We are still almost five million payrolls shy of where we were at the end of 2007, when the recession began. Think about that when you hear the Obama administration’s talk of an economic recovery.

The key indicator of our employment health, in all the statistics, is what the government calls U-6. This is the number who have applied for work in the past six months and includes people who are involuntary part-time workers-government-speak for those individuals whose jobs have been cut back to two or three days a week.

They are working part-time only because they’ve been unable to find full-time work. This involuntary army of what’s called “underutilized labor” has been hovering for months at about 15% of the workforce. Include the eight million who have simply given up looking, and the real unemployment rate is closer to 19%.

In short, the president’s ill-designed stimulus program was a failure. For all our other national concerns, and the red herrings that typically swim in electoral waters, American voters refuse to be distracted from the No. 1 issue: the economy. And even many of those who have jobs are hurting, because annual wage increases have dropped to an average of 1.6%, the lowest in the past 30 years. Adjusting for inflation, wages are contracting.

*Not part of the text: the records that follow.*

use serde::{Deserialize, Serialize};
use std::path::{Path, PathBuf};

#[derive(Debug, Clone, Serialize, Deserialize)]
pub struct BucketingConfig {
    #[serde(default = "default_nbuckets")]
    pub nbuckets: usize,
    #[serde(default)]
    pub min: f64,
    #[serde(default)]
    pub max: f64, // 0 means "scan the data"
    #[serde(default)]
    pub weighbyrange: bool,
    #[serde(default = "default_normalization")]
    pub normalization: String,
}

fn default_nbuckets() -> usize {
    100
}
fn default_normalization() -> String {
    "rank".into()
}

impl Default for BucketingConfig {
    fn default() -> Self {
        Self {
            nbuckets: default_nbuckets(),
            min: 0.0,
            max: 0.0,
            weighbyrange: false,
            normalization: default_normalization(),
        }
    }
}

#[derive(Debug, Clone, Serialize, Deserialize)]
pub struct RenderConfig {
    #[serde(default = "default_width")]
    pub width: usize,
    #[serde(default = "default_height")]
    pub height: usize,
    #[serde(default = "default_hue")]
    pub hue: f64,
    #[serde(default = "default_hue_step")]
    pub hue_step: f64,
    #[serde(default = "default_saturation")]
    pub saturation: [f64; 2],
    #[serde(default = "default_value")]
    pub value: f64,
}

fn default_width() -> usize {
    1000
}
fn default_height() -> usize {
    300
}
fn default_hue() -> f64 {
    21.0
}
fn default_hue_step() -> f64 {
    91.0
}
fn default_saturation() -> [f64; 2] {
    [0.0, 0.9]
}
fn default_value() -> f64 {
    0.95
}

impl Default for RenderConfig {
    fn default() -> Self {
        Self {
            width: default_width(),
            height: default_height(),
            hue: default_hue(),
            hue_step: default_hue_step(),
            saturation: default_saturation(),
            value: default_value(),
        }
    }
}

#[derive(Debug, Clone, Serialize, Deserialize)]
pub struct QueryConfig {
    #[serde(default = "default_percentile")]
    pub percentile: f64,
}

fn default_percentile() -> f64 {
    0.95
}

impl Default for QueryConfig {
    fn default() -> Self {
        Self { percentile: default_percentile() }
    }
}

#[derive(Debug, Clone, Serialize, Deserialize)]
pub struct ExportConfig {
    #[serde(default = "default_output_dir")]
    pub output_dir: String,
}

fn default_output_dir() -> String {
    ".".into()
}

impl Default for ExportConfig {
    fn default() -> Self {
        Self { output_dir: default_output_dir() }
    }
}

#[derive(Debug, Clone, Serialize, Deserialize, Default)]
pub struct Config {
    #[serde(default)]
    pub bucketing: BucketingConfig,
    #[serde(default)]
    pub render: RenderConfig,
    #[serde(default)]
    pub query: QueryConfig,
    #[serde(default)]
    pub export: ExportConfig,
}

impl Config {
    pub fn config_path() -> PathBuf {
        dirs::config_dir()
            .unwrap_or_else(|| PathBuf::from("."))
            .join("heatmap")
            .join("config.toml")
    }

    pub fn load() -> crate::Result<Self> {
        let path = if let Ok(env_path) = std::env::var("HEATMAP_CONFIG") {
            PathBuf::from(env_path) // $HEATMAP_CONFIG overrides default config path
        } else {
            Self::config_path()
        };
        Self::load_from(&path)
    }

    pub fn load_from(path: &Path) -> crate::Result<Self> {
        if !path.exists() {
            return Ok(Self::default());
        }
        let content = std::fs::read_to_string(path)?;
        toml::from_str(&content).map_err(|e| crate::HeatmapError::Config(e.to_string()))
    }

    pub fn save(&self) -> crate::Result<()> {
        self.save_to(&Self::config_path())
    }

    pub fn save_to(&self, path: &Path) -> crate::Result<()> {
        if let Some(parent) = path.parent() {
            std::fs::create_dir_all(parent)?;
        }
        std::fs::write(path, self.to_toml()?)?;
        Ok(())
    }

    pub fn to_toml(&self) -> crate::Result<String> {
        toml::to_string_pretty(self).map_err(|e| crate::HeatmapError::Config(e.to_string()))
    }
}
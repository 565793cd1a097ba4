//! Binary (de)serialization of the `fmt ` and `fact` chunk contents.
//!
//! `ReadBWaveChunks`/`WriteBWaveChunks` only support the integer-PCM profile:
//! tag `0x0001`, size 16, or tag `0xFFFE`, size 40, subtype PCM. Broadcast
//! Wave (`bext`) serialization is dropped entirely (see `DESIGN.md`).

use std::io::{Read, Write};

use byteorder::LittleEndian;
use byteorder::{ReadBytesExt, WriteBytesExt};

use uuid::Uuid;

use super::errors::OpenError;
use super::fmt::{WaveFmt, WaveFmtExtended};

pub trait ReadBWaveChunks: Read {
    fn read_wave_fmt(&mut self, chunk_len: u64) -> Result<WaveFmt, OpenError>;
    fn read_fact_sample_count(&mut self) -> Result<u32, OpenError>;
}

pub trait WriteBWaveChunks: Write {
    fn write_wave_fmt(&mut self, format: &WaveFmt) -> std::io::Result<()>;
    fn write_fact_sample_count(&mut self, count: u32) -> std::io::Result<()>;
}

impl<T> WriteBWaveChunks for T
where
    T: Write,
{
    fn write_wave_fmt(&mut self, format: &WaveFmt) -> std::io::Result<()> {
        self.write_u16::<LittleEndian>(format.tag)?;
        self.write_u16::<LittleEndian>(format.channel_count)?;
        self.write_u32::<LittleEndian>(format.sample_rate)?;
        self.write_u32::<LittleEndian>(format.bytes_per_second)?;
        self.write_u16::<LittleEndian>(format.block_alignment)?;
        self.write_u16::<LittleEndian>(format.bits_per_sample)?;

        if let Some(ext) = &format.extended_format {
            self.write_u16::<LittleEndian>(22)?; // cbSize
            self.write_u16::<LittleEndian>(ext.valid_bits_per_sample)?;
            self.write_u32::<LittleEndian>(ext.channel_mask)?;
            self.write_all(ext.subformat.as_bytes())?;
        }

        Ok(())
    }

    fn write_fact_sample_count(&mut self, count: u32) -> std::io::Result<()> {
        self.write_u32::<LittleEndian>(count)
    }
}

impl<T> ReadBWaveChunks for T
where
    T: Read,
{
    fn read_wave_fmt(&mut self, chunk_len: u64) -> Result<WaveFmt, OpenError> {
        if chunk_len < 16 {
            return Err(OpenError::BadWave(None));
        }

        let tag = self.read_u16::<LittleEndian>()?;
        let channel_count = self.read_u16::<LittleEndian>()?;
        let sample_rate = self.read_u32::<LittleEndian>()?;
        let bytes_per_second = self.read_u32::<LittleEndian>()?;
        let block_alignment = self.read_u16::<LittleEndian>()?;
        let bits_per_sample = self.read_u16::<LittleEndian>()?;

        let extended_format = if chunk_len >= 18 {
            let cb_size = self.read_u16::<LittleEndian>()?;
            if tag == super::common_format::WAVE_TAG_EXTENSIBLE {
                if cb_size < 22 || chunk_len < 40 {
                    return Err(OpenError::BadFormat);
                }
                let valid_bits_per_sample = self.read_u16::<LittleEndian>()?;
                let channel_mask = self.read_u32::<LittleEndian>()?;
                let mut guid_buf = [0u8; 16];
                self.read_exact(&mut guid_buf)?;
                Some(WaveFmtExtended {
                    valid_bits_per_sample,
                    channel_mask,
                    subformat: Uuid::from_slice(&guid_buf)?,
                })
            } else {
                None
            }
        } else {
            None
        };

        Ok(WaveFmt {
            tag,
            channel_count,
            sample_rate,
            bytes_per_second,
            block_alignment,
            bits_per_sample,
            extended_format,
        })
    }

    fn read_fact_sample_count(&mut self) -> Result<u32, OpenError> {
        Ok(self.read_u32::<LittleEndian>()?)
    }
}

#[cfg(test)]
mod tests {
    use super::*;
    use std::io::Cursor;

    #[test]
    fn round_trips_plain_pcm_format() {
        let fmt = WaveFmt::new_pcm(44_100, 16, 2);
        let mut buf = Vec::new();
        Cursor::new(&mut buf).write_wave_fmt(&fmt).unwrap();
        assert_eq!(buf.len(), 16);

        let read_back = Cursor::new(&buf).read_wave_fmt(buf.len() as u64).unwrap();
        assert_eq!(read_back.sample_rate, 44_100);
        assert_eq!(read_back.channel_count, 2);
        assert_eq!(read_back.bits_per_sample, 16);
        assert!(read_back.extended_format.is_none());
    }

    #[test]
    fn round_trips_extensible_format_with_channel_mask() {
        let fmt = WaveFmt::new_pcm(48_000, 24, 6);
        let mut buf = Vec::new();
        Cursor::new(&mut buf).write_wave_fmt(&fmt).unwrap();
        assert_eq!(buf.len(), 40);

        let read_back = Cursor::new(&buf).read_wave_fmt(buf.len() as u64).unwrap();
        let ext = read_back.extended_format.unwrap();
        assert_eq!(ext.channel_mask, 0b11_1111);
        assert_eq!(ext.subformat, super::super::common_format::WAVE_UUID_PCM);
    }

    #[test]
    fn rejects_truncated_extensible_format() {
        let fmt = WaveFmt::new_pcm(48_000, 24, 6);
        let mut buf = Vec::new();
        Cursor::new(&mut buf).write_wave_fmt(&fmt).unwrap();
        buf.truncate(20);
        assert!(Cursor::new(&buf).read_wave_fmt(buf.len() as u64).is_err());
    }
}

The best single indicator of how confident workers are about their jobs is reflected in how they cling to them. The so-called quit rate has sagged to the lowest in years.

Older Americans can’t afford to quit. Ironically, since the recession began, employment in the age group of 55 and older is up 3.9 million, even as total employment is down by five million. These citizens hope to retire with dignity, but they feel the need to bolster savings as a salve for the stomach-churning decline in their net worth, 75% of which has come from the fall in the value of their home equity.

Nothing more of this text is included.